The Tanzanian style of hip hop music, with influences from dancehall, r&b, reggae et al, was born in the 1990s. It’s said to be inspired by American hiphop with a touch of social commentary and critique, and that also gives the origins for its name. Bongo is derived from the Swahili word meaning brains, and is a common nickname for the city of Dar es Salaam or more widely the country of Tanzania as a whole. Whenever I comment on some random or simply different way of doing things over here, for example of driving on a ‘sidewalk’ with just one centimetre of asphalt between the car’s tyres and the ditch in order to get five metres ahead of that red car in the foleni, my Tanzanian friends smile and say “you need bongo here to survive”. Flava on the other hand is simply slang for the word flavour, to give the name that street smart sound.
As with any music genre, bongo flava has evolved over the 20 years of its existence and some have complained it’s lost some of its edge on rapping about political issues, moving into a mellower r&b-type of lovey-dovey singing. Since I don’t understand everything in Swahili yet, I can only say that the tunes are very catchy. This combination is a bit tricky though, because when I stand in a full daladala or sit in a busy bar, it can be kind of tough to hear all the lyrics and make out the words, which makes it even more difficult for me to hum and sing these songs for my friends to recognise and name.

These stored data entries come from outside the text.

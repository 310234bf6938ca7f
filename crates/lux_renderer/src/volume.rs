//! Participating medium with constant density.

use crate::{
    hittable::{HitRecord, Primitive},
    material::{Color, Material},
    texture::Texture,
    Ray,
};
use lux_math::{Aabb, Interval, Vec3};
use rand::Rng;
use std::sync::Arc;

/// A volume of constant density bounded by another primitive.
///
/// Rays entering the boundary scatter after an exponentially distributed
/// free-flight distance; the phase function is isotropic.
#[derive(Clone)]
pub struct ConstantMedium {
    boundary: Box<Primitive>,
    neg_inv_density: f64,
    phase_function: Arc<Material>,
}

/// Nudge past the entry hit when probing for the exit hit.
const EXIT_PROBE_OFFSET: f64 = 1e-4;

impl ConstantMedium {
    /// Create a medium bounded by `boundary`, scattering with the given
    /// density and phase texture.
    pub fn new(boundary: impl Into<Primitive>, density: f64, texture: Arc<Texture>) -> Self {
        Self {
            boundary: Box::new(boundary.into()),
            neg_inv_density: -1.0 / density,
            phase_function: Arc::new(Material::isotropic_textured(texture)),
        }
    }

    /// Create a medium with a solid phase color.
    pub fn from_color(boundary: impl Into<Primitive>, density: f64, albedo: Color) -> Self {
        Self {
            boundary: Box::new(boundary.into()),
            neg_inv_density: -1.0 / density,
            phase_function: Arc::new(Material::isotropic(albedo)),
        }
    }

    pub fn hit(&self, ray: &Ray, ray_t: Interval) -> Option<HitRecord<'_>> {
        // Find where the ray enters and exits the boundary, ignoring the
        // query interval first so a ray starting inside still registers.
        let entry = self.boundary.hit(ray, Interval::UNIVERSE)?;
        let exit = self
            .boundary
            .hit(ray, Interval::new(entry.t + EXIT_PROBE_OFFSET, f64::INFINITY))?;

        let mut t1 = entry.t.max(ray_t.min);
        let t2 = exit.t.min(ray_t.max);

        if t1 >= t2 {
            return None;
        }
        if t1 < 0.0 {
            t1 = 0.0;
        }

        let ray_length = ray.direction.length();
        let distance_inside_boundary = (t2 - t1) * ray_length;
        let hit_distance = self.neg_inv_density * rand::thread_rng().gen::<f64>().ln();

        if hit_distance > distance_inside_boundary {
            return None;
        }

        let t = t1 + hit_distance / ray_length;

        // Carry surface UVs from the boundary when the query interval can
        // see it, so a textured phase function has something to sample.
        let (u, v) = self
            .boundary
            .hit(ray, ray_t)
            .map_or((0.0, 0.0), |probe| (probe.u, probe.v));

        Some(HitRecord {
            p: ray.at(t),
            // Arbitrary; the isotropic phase function ignores both.
            normal: Vec3::X,
            material: self.phase_function.as_ref(),
            u,
            v,
            t,
            front_face: true,
        })
    }

    pub fn bounding_box(&self) -> Aabb {
        self.boundary.bounding_box()
    }
}

#[cfg(test)]
mod tests {
    use super::*;
    use crate::sphere::Sphere;

    fn boundary_sphere() -> Sphere {
        Sphere::new(
            Vec3::new(0.0, 0.0, -3.0),
            1.0,
            Material::dielectric(1.5).into(),
        )
    }

    #[test]
    fn test_dense_medium_scatters_inside_boundary() {
        // At this density the mean free path is microscopic, so a ray
        // through the boundary essentially always scatters inside it.
        let medium = ConstantMedium::from_color(boundary_sphere(), 1e6, Color::ONE);
        let ray = Ray::new(Vec3::ZERO, -Vec3::Z);

        let rec = medium
            .hit(&ray, Interval::new(0.001, f64::INFINITY))
            .expect("dense medium must scatter");
        // Scatter point lies within the boundary span [2, 4].
        assert!(rec.t >= 2.0 && rec.t <= 4.0);
        assert!(rec.front_face);
    }

    #[test]
    fn test_medium_miss_when_ray_misses_boundary() {
        let medium = ConstantMedium::from_color(boundary_sphere(), 1e6, Color::ONE);
        let ray = Ray::new(Vec3::ZERO, Vec3::Y);

        assert!(medium.hit(&ray, Interval::new(0.001, f64::INFINITY)).is_none());
    }

    #[test]
    fn test_medium_respects_query_interval() {
        let medium = ConstantMedium::from_color(boundary_sphere(), 1e6, Color::ONE);
        let ray = Ray::new(Vec3::ZERO, -Vec3::Z);

        // The boundary span [2, 4] lies entirely beyond the interval.
        assert!(medium.hit(&ray, Interval::new(0.001, 1.0)).is_none());
    }

    #[test]
    fn test_thin_medium_mostly_passes_through() {
        let medium = ConstantMedium::from_color(boundary_sphere(), 1e-9, Color::ONE);
        let ray = Ray::new(Vec3::ZERO, -Vec3::Z);

        let mut misses = 0;
        for _ in 0..100 {
            if medium.hit(&ray, Interval::new(0.001, f64::INFINITY)).is_none() {
                misses += 1;
            }
        }
        assert!(misses > 90);
    }

    #[test]
    fn test_medium_bbox_is_boundary_bbox() {
        let sphere = boundary_sphere();
        let expected = sphere.bounding_box();
        let medium = ConstantMedium::from_color(sphere, 0.5, Color::ONE);
        assert_eq!(medium.bounding_box(), expected);
    }
}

What you find below is a selection of my favourite bongo flava tracks, found through hard listening and humming work.
Sam wa Ukweli – Sina raha
Sina raha is playing almost from every single stereo in Dar at some point or another. It means I don’t have happiness/comfort, and is a typical new bongo flava song in its theme of heartbreak.
Diamond – Mbagala
Mbagala is an area on the southern outskirts of Dar, and the music video is partly filmed there. The song is about the singer, a poor man from Mbagala, who has been dumped by the woman he loves because she marries a rich man.
Alpha Rwirangira feat. AY – Songa mbele
Even though the main singer, Alpha, is Rwandan, the song fits the bongo flava category nicely. He won the East African version of Idols, and on this first single of his he sings about songa mbele, moving forward. Moving forward from what I haven’t figure out yet, and the random music video isn’t very helpful in enlightening me, but it sounds nice nevertheless.
Professor Jay feat. Juma Nature and Muny – Zali la mentali
Zali la mentali means something coming out of the blue, changing your whole life for the better (not a literal translation). This is what happens to the poor guy in the song when he meets a rich girl who takes him off the streets and they fall in love. Like the antithesis for Mbagala, good things can happen in life too.